I presume the Arduino is producing the gate signal. If the frequency is more than a few hundred Hz the Arduino alone probably can't manage the gate current needed to switch the MOSFET quickly enough, you would need to add a driver circuit. Also note that above about 1KHz, the 1N4007 stops being a good choice because it's recovery time is fairly slow, they are really intended for 50Hz/60Hz rectifiers and they become less efficient (=hotter!) as the frequency increases. A better choice would be a Schottky power diode because their recovery time is much shorter.

Brian.
 
Done sir
i will change the diode definitely.
thank you sir
i will upload the schematic diagram sir

Actually sir when i simulated in MATLAB the output was 3OV for and input of 1V
i was happy
But when i wired it was complete failure

- - - Updated - - -

This is the circuit simulated in Matlab.

ewretrytuiyl;l.JPG

i brought the same components and worked where i gave input from a battery which was 6V and the output slowy degraded.
 

Sir can u tell about the driver circuit?
I used MCT2E as the Ic for driver ckt
Pin1= it goes to a 100ohm resistor to the Arduino 9th pin(PWM)
Pin 2= goes to the arduino ground
Pin3=NC
Pin4=goes to the gate of MOSFET
Pin5=goes the input
Pin 6= NC
These are the connections sir

I am really sorry if i am disturbing u
 

You need a resistor from the gate of the MOSFET to ground so it returns quickly to 0V when the MCT2E turns off. However, the MOSFET needs a minimum of 4V on its gate to guarantee it starts conducting and ideally several volts more than that. With a supply voltage of only 1V it will never work. You could try substituting an NPN BJT instead of the MOSFET, it will then turn on with a much lower voltage but has the disadvantage of not being such a lossless switch. If you try a BJT, add a resistor in the base pin of about 47 Ohms to limit the current through the MCT2E to a safe level.

Brian.
 
  • Like
Reactions: parsiva

    V

    Points: 2
    Helpful Answer Positive Rating

    parsiva

    Points: 2
    Helpful Answer Positive Rating
Okay sir
Thank you.
Can a suggest a BJT for this purpose
And sir should i follow the same technique for BJT like i followed for the MOSFET( through arduino and pwm)?

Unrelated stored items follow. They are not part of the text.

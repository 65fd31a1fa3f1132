//! Construction settings for every primitive, loadable from JSON.
//!
//! Durations are whole milliseconds. Omitted fields take the defaults documented on each
//! field. `validate()` reports the first problem found; constructors call it, so an invalid
//! record never produces a half-built primitive.

use crate::backoff::Backoff;
use crate::rate_limit::{validate_quota, LimiterKind};
use crate::ConfigError;
use serde::de::DeserializeOwned;
use serde::{Deserialize, Serialize};
use std::time::Duration;

/// Parse any config record from JSON.
pub fn from_json<T: DeserializeOwned>(json: &str) -> Result<T, ConfigError> {
    serde_json::from_str(json).map_err(|e| ConfigError::Parse(e.to_string()))
}

fn default_window_ms() -> u64 {
    1_000
}

fn default_failure_threshold() -> usize {
    5
}

fn default_reset_timeout_ms() -> u64 {
    10_000
}

fn default_max_attempts() -> usize {
    3
}

fn default_initial_interval_ms() -> u64 {
    1_000
}

fn default_max_interval_ms() -> u64 {
    30_000
}

fn default_multiplier() -> f64 {
    2.0
}

fn default_scale_up() -> f64 {
    1.1
}

fn default_scale_down() -> f64 {
    0.9
}

fn default_key_prefix() -> String {
    crate::rate_limit::distributed::DEFAULT_KEY_PREFIX.to_string()
}

/// Rate limiter settings: `rate` requests per `window_ms`.
#[derive(Clone, Debug, PartialEq, Serialize, Deserialize)]
pub struct LimiterConfig {
    #[serde(default)]
    pub algorithm: LimiterKind,
    pub rate: u64,
    #[serde(default = "default_window_ms")]
    pub window_ms: u64,
    /// Token bucket capacity (0 means `rate`), or extra requests per fixed window.
    #[serde(default)]
    pub burst_size: u64,
    /// Only read by the distributed algorithm.
    #[serde(default)]
    pub distributed: Option<DistributedConfig>,
    /// Required by the adaptive algorithm.
    #[serde(default)]
    pub adaptive: Option<AdaptiveConfig>,
}

impl LimiterConfig {
    pub fn new(algorithm: LimiterKind, rate: u64, window: Duration) -> Self {
        Self {
            algorithm,
            rate,
            window_ms: u64::try_from(window.as_millis()).unwrap_or(u64::MAX),
            burst_size: 0,
            distributed: None,
            adaptive: None,
        }
    }

    pub fn window(&self) -> Duration {
        Duration::from_millis(self.window_ms)
    }

    pub fn validate(&self) -> Result<(), ConfigError> {
        if self.algorithm == LimiterKind::Adaptive {
            return self.adaptive.as_ref().ok_or(ConfigError::MissingAdaptiveSettings)?.validate();
        }
        if self.rate == 0 {
            return Err(ConfigError::ZeroRate);
        }
        if self.window_ms == 0 {
            return Err(ConfigError::ZeroWindow);
        }
        if self.algorithm == LimiterKind::FixedWindow {
            return validate_quota(self.rate.saturating_add(self.burst_size));
        }
        validate_quota(self.rate.max(self.burst_size))
    }
}

/// Where the distributed limiter keeps its keys. The store itself is injected in code.
#[derive(Clone, Debug, PartialEq, Eq, Serialize, Deserialize)]
pub struct DistributedConfig {
    #[serde(default = "default_key_prefix")]
    pub key_prefix: String,
}

impl Default for DistributedConfig {
    fn default() -> Self {
        Self { key_prefix: default_key_prefix() }
    }
}

/// Bounds and tuning for the adaptive limiter.
#[derive(Clone, Debug, PartialEq, Serialize, Deserialize)]
pub struct AdaptiveConfig {
    pub initial_limit: u64,
    pub min_limit: u64,
    pub max_limit: u64,
    #[serde(default = "default_window_ms")]
    pub window_ms: u64,
    /// How often the limit may move. Defaults to one window.
    #[serde(default = "default_window_ms")]
    pub adjust_interval_ms: u64,
    /// Growth factor under low load.
    #[serde(default = "default_scale_up")]
    pub scale_up: f64,
    /// Shrink factor under high load.
    #[serde(default = "default_scale_down")]
    pub scale_down: f64,
}

impl Default for AdaptiveConfig {
    fn default() -> Self {
        Self {
            initial_limit: 100,
            min_limit: 10,
            max_limit: 1_000,
            window_ms: default_window_ms(),
            adjust_interval_ms: default_window_ms(),
            scale_up: default_scale_up(),
            scale_down: default_scale_down(),
        }
    }
}

impl AdaptiveConfig {
    pub fn window(&self) -> Duration {
        Duration::from_millis(self.window_ms)
    }

    pub fn adjust_interval(&self) -> Duration {
        Duration::from_millis(self.adjust_interval_ms)
    }

    pub fn validate(&self) -> Result<(), ConfigError> {
        let (min, max, initial) = (self.min_limit, self.max_limit, self.initial_limit);
        if min == 0 || min > max || initial < min || initial > max {
            return Err(ConfigError::InvalidAdaptiveBounds { min, max, initial });
        }
        validate_quota(max)?;
        if self.window_ms == 0 {
            return Err(ConfigError::ZeroWindow);
        }
        if self.adjust_interval_ms == 0 {
            return Err(ConfigError::InvalidFactor { name: "adjust_interval_ms", value: 0.0 });
        }
        if !self.scale_up.is_finite() || self.scale_up < 1.0 {
            return Err(ConfigError::InvalidFactor { name: "scale_up", value: self.scale_up });
        }
        if !self.scale_down.is_finite() || self.scale_down <= 0.0 || self.scale_down > 1.0 {
            return Err(ConfigError::InvalidFactor { name: "scale_down", value: self.scale_down });
        }
        Ok(())
    }
}

/// Circuit breaker settings.
#[derive(Clone, Debug, PartialEq, Eq, Serialize, Deserialize)]
pub struct BreakerConfig {
    /// Resource name reported in errors and events. Empty means "use the composite resource".
    #[serde(default)]
    pub name: String,
    #[serde(default = "default_failure_threshold")]
    pub failure_threshold: usize,
    #[serde(default = "default_reset_timeout_ms")]
    pub reset_timeout_ms: u64,
}

impl Default for BreakerConfig {
    fn default() -> Self {
        Self {
            name: String::new(),
            failure_threshold: default_failure_threshold(),
            reset_timeout_ms: default_reset_timeout_ms(),
        }
    }
}

impl BreakerConfig {
    pub fn reset_timeout(&self) -> Duration {
        Duration::from_millis(self.reset_timeout_ms)
    }

    pub fn validate(&self) -> Result<(), ConfigError> {
        if self.failure_threshold == 0 {
            return Err(ConfigError::InvalidFailureThreshold { provided: 0 });
        }
        if self.reset_timeout_ms == 0 {
            return Err(ConfigError::InvalidResetTimeout(Duration::ZERO));
        }
        Ok(())
    }
}

/// Bulkhead settings.
#[derive(Clone, Debug, PartialEq, Eq, Serialize, Deserialize)]
pub struct BulkheadConfig {
    #[serde(default)]
    pub name: String,
    pub max_concurrent: usize,
}

impl BulkheadConfig {
    pub fn validate(&self) -> Result<(), ConfigError> {
        if self.max_concurrent == 0 {
            return Err(ConfigError::ZeroCapacity { what: "bulkhead" });
        }
        Ok(())
    }
}

/// Retry settings; the delay before attempt `n + 1` is
/// `min(initial_interval * multiplier^(n - 1), max_interval)`.
#[derive(Clone, Debug, PartialEq, Serialize, Deserialize)]
pub struct RetryConfig {
    #[serde(default = "default_max_attempts")]
    pub max_attempts: usize,
    #[serde(default = "default_initial_interval_ms")]
    pub initial_interval_ms: u64,
    #[serde(default = "default_max_interval_ms")]
    pub max_interval_ms: u64,
    #[serde(default = "default_multiplier")]
    pub multiplier: f64,
}

impl Default for RetryConfig {
    fn default() -> Self {
        Self {
            max_attempts: default_max_attempts(),
            initial_interval_ms: default_initial_interval_ms(),
            max_interval_ms: default_max_interval_ms(),
            multiplier: default_multiplier(),
        }
    }
}

impl RetryConfig {
    pub fn backoff(&self) -> Result<Backoff, ConfigError> {
        Backoff::new(
            Duration::from_millis(self.initial_interval_ms),
            Duration::from_millis(self.max_interval_ms),
            self.multiplier,
        )
    }

    pub fn validate(&self) -> Result<(), ConfigError> {
        if self.max_attempts == 0 {
            return Err(ConfigError::InvalidMaxAttempts(0));
        }
        self.backoff().map(|_| ())
    }
}

/// Settings for a whole [`CompositeExecutor`](crate::composite::CompositeExecutor). Absent
/// stages are skipped.
#[derive(Clone, Debug, PartialEq, Serialize, Deserialize)]
pub struct CompositeConfig {
    /// Name used in events and as the default rate limit identity.
    pub resource: String,
    #[serde(default)]
    pub limiter: Option<LimiterConfig>,
    #[serde(default)]
    pub breaker: Option<BreakerConfig>,
    #[serde(default)]
    pub bulkhead: Option<BulkheadConfig>,
    #[serde(default)]
    pub retry: Option<RetryConfig>,
}

impl CompositeConfig {
    pub fn from_json(json: &str) -> Result<Self, ConfigError> {
        let config: Self = from_json(json)?;
        config.validate()?;
        Ok(config)
    }

    pub fn validate(&self) -> Result<(), ConfigError> {
        if let Some(limiter) = &self.limiter {
            limiter.validate()?;
        }
        if let Some(breaker) = &self.breaker {
            breaker.validate()?;
        }
        if let Some(bulkhead) = &self.bulkhead {
            bulkhead.validate()?;
        }
        if let Some(retry) = &self.retry {
            retry.validate()?;
        }
        Ok(())
    }
}

#[cfg(test)]
mod tests {
    use super::*;

    #[test]
    fn defaults_match_documented_values() {
        let breaker: BreakerConfig = from_json("{}").unwrap();
        assert_eq!(breaker.failure_threshold, 5);
        assert_eq!(breaker.reset_timeout(), Duration::from_secs(10));

        let retry: RetryConfig = from_json("{}").unwrap();
        assert_eq!(retry, RetryConfig::default());
        let backoff = retry.backoff().unwrap();
        assert_eq!(backoff.initial(), Duration::from_secs(1));
        assert_eq!(backoff.max(), Duration::from_secs(30));
        assert_eq!(backoff.multiplier(), 2.0);
    }

    #[test]
    fn limiter_config_parses_algorithm_names() {
        let config: LimiterConfig =
            from_json(r#"{"algorithm": "sliding_window", "rate": 100, "window_ms": 60000}"#).unwrap();
        assert_eq!(config.algorithm, LimiterKind::SlidingWindow);
        assert_eq!(config.window(), Duration::from_secs(60));
        assert_eq!(config.burst_size, 0);

        let config: LimiterConfig = from_json(r#"{"rate": 5}"#).unwrap();
        assert_eq!(config.algorithm, LimiterKind::TokenBucket);
        assert_eq!(config.window(), Duration::from_secs(1));
    }

    #[test]
    fn invalid_values_are_rejected() {
        let zero_rate = LimiterConfig::new(LimiterKind::TokenBucket, 0, Duration::from_secs(1));
        assert_eq!(zero_rate.validate(), Err(ConfigError::ZeroRate));

        let zero_window = LimiterConfig::new(LimiterKind::FixedWindow, 1, Duration::ZERO);
        assert_eq!(zero_window.validate(), Err(ConfigError::ZeroWindow));

        let adaptive = LimiterConfig::new(LimiterKind::Adaptive, 1, Duration::from_secs(1));
        assert_eq!(adaptive.validate(), Err(ConfigError::MissingAdaptiveSettings));

        let breaker = BreakerConfig { failure_threshold: 0, ..BreakerConfig::default() };
        assert!(matches!(breaker.validate(), Err(ConfigError::InvalidFailureThreshold { .. })));

        let retry = RetryConfig { multiplier: 0.5, ..RetryConfig::default() };
        assert!(matches!(retry.validate(), Err(ConfigError::InvalidMultiplier(_))));

        let retry = RetryConfig { max_interval_ms: 10, ..RetryConfig::default() };
        assert!(matches!(retry.validate(), Err(ConfigError::InvalidInterval { .. })));
    }

    #[test]
    fn adaptive_bounds_are_checked() {
        let ok = AdaptiveConfig::default();
        assert!(ok.validate().is_ok());

        let inverted = AdaptiveConfig { min_limit: 50, max_limit: 10, ..ok.clone() };
        assert!(matches!(inverted.validate(), Err(ConfigError::InvalidAdaptiveBounds { .. })));

        let shrink_up = AdaptiveConfig { scale_down: 1.5, ..ok };
        assert_eq!(
            shrink_up.validate(),
            Err(ConfigError::InvalidFactor { name: "scale_down", value: 1.5 })
        );
    }

    #[test]
    fn composite_config_round_trips_through_json() {
        let json = r#"{
            "resource": "payments",
            "limiter": {"rate": 10, "burst_size": 2},
            "breaker": {"failure_threshold": 3},
            "bulkhead": {"max_concurrent": 4},
            "retry": {"max_attempts": 2, "initial_interval_ms": 50}
        }"#;
        let config = CompositeConfig::from_json(json).unwrap();
        assert_eq!(config.resource, "payments");
        assert_eq!(config.bulkhead.as_ref().unwrap().max_concurrent, 4);

        let back = serde_json::to_string(&config).unwrap();
        assert_eq!(CompositeConfig::from_json(&back).unwrap(), config);
    }

    #[test]
    fn malformed_json_is_a_parse_error() {
        let err = CompositeConfig::from_json("{not json").unwrap_err();
        assert!(matches!(err, ConfigError::Parse(_)));

        let err = CompositeConfig::from_json(r#"{"resource": "x", "bulkhead": {"max_concurrent": 0}}"#)
            .unwrap_err();
        assert_eq!(err, ConfigError::ZeroCapacity { what: "bulkhead" });
    }
}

Actually sir its my project
From a tree when we insert electrodes which a cathode and an anode we get a voltage of 1V (one tree)
So boost converter is what is the crucial thing and i really want it to be working and utilize efficiently.
 

It's too much for you to expect 100mA from your setup. It's not that different from the store-bought LCD clock powered by a battery made from copper and zinc strips poked into a lemon... or two potato batteries connected in series.

A 'joule thief' type of boost converter is adequate to do the job. Or, here is a 2-transistor boost converter.

2-transistor boost conv 700mV supply lights led.png

The 20 ohm resistor is unnecessary. It represents some amount of resistance in the coil and power supply.
 
Hello sir
is there any chance that i would use a MOSFET which works for this 2-3V
which has Vgs=2V
Then would it work?
 

Your real problem is the 'power' you can harvest from a tree is incredibly tiny. The voltage you measure, presumably with a voltmeter is actually created by the metal of the meter probes reacting chemically with the sap in the tree, rather like the acid in a car battery reacting with the Lead plates. If you want to see how much power you might be able to extract, set the meter to measure current (in mA) and multiply the reading by the voltage you measured. It will not be accurate because the current is being measured under short-circuit conditions, the actual amount will be something like half the power you calculate.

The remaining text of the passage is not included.